▶ **WORK TO COMPLETE**
Work out how many lines of the records hold the string "rest", and reply with that number alone.

▶ **TASK INPUTS**
//! Inbound message handling.
//!
//! [`classify`] decides what a text message asks for, [`Assistant`] runs the
//! request and produces a [`Reply`], and `handlers` moves both in and out of
//! Telegram.

pub mod assistant;
pub mod handlers;

pub use assistant::{Assistant, Caller};
pub use handlers::message_event_handler;

/// Text prefixes that ask for an image.
pub const IMAGE_PREFIXES: [&str; 3] = ["сгенерируй", "создай", "нарисуй"];

pub const REMINDER_PREFIX: &str = "напомни";
pub const CALC_PREFIX: &str = "calc";

/// What a text message asks for.
#[derive(Debug, Clone, PartialEq, Eq)]
pub enum Intent {
    /// Full text, parsed by the reminder parser.
    Reminder(String),
    /// Expression after `calc`.
    Calc(String),
    /// Prompt after the image verb.
    GenerateImage(String),
    Chat(String),
}

/// Classify a non-command text message.
pub fn classify(text: &str) -> Intent {
    let text = text.trim();

    if strip_word(text, REMINDER_PREFIX).is_some() {
        return Intent::Reminder(text.to_string());
    }
    if let Some(expr) = strip_word(text, CALC_PREFIX) {
        return Intent::Calc(expr.to_string());
    }
    for prefix in IMAGE_PREFIXES {
        if let Some(prompt) = strip_word(text, prefix) {
            return Intent::GenerateImage(prompt.to_string());
        }
    }
    Intent::Chat(text.to_string())
}

/// If `text` starts with the word `prefix` (case-insensitive), return the rest.
fn strip_word<'a>(text: &'a str, prefix: &str) -> Option<&'a str> {
    let head_end = text
        .char_indices()
        .map(|(i, _)| i)
        .chain(std::iter::once(text.len()))
        .nth(prefix.chars().count())?;

    let (head, rest) = text.split_at(head_end);
    if head.to_lowercase() != prefix {
        return None;
    }
    if !rest.is_empty() && !rest.starts_with(char::is_whitespace) {
        return None;
    }
    Some(rest.trim())
}

/// Outcome of handling one request, independent of Telegram.
///
/// Text is Telegram HTML.
#[derive(Debug, Clone, PartialEq, Eq)]
pub enum Reply {
    Text(String),
    Photo { url: String, caption: String },
    /// MP3 answer plus the transcript and answer as text.
    Voice { audio: Vec<u8>, text: String },
}

impl Reply {
    pub fn text(&self) -> &str {
        match self {
            Reply::Text(text) => text,
            Reply::Photo { caption, .. } => caption,
            Reply::Voice { text, .. } => text,
        }
    }
}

▶ **SOLVED EXERCISE**
4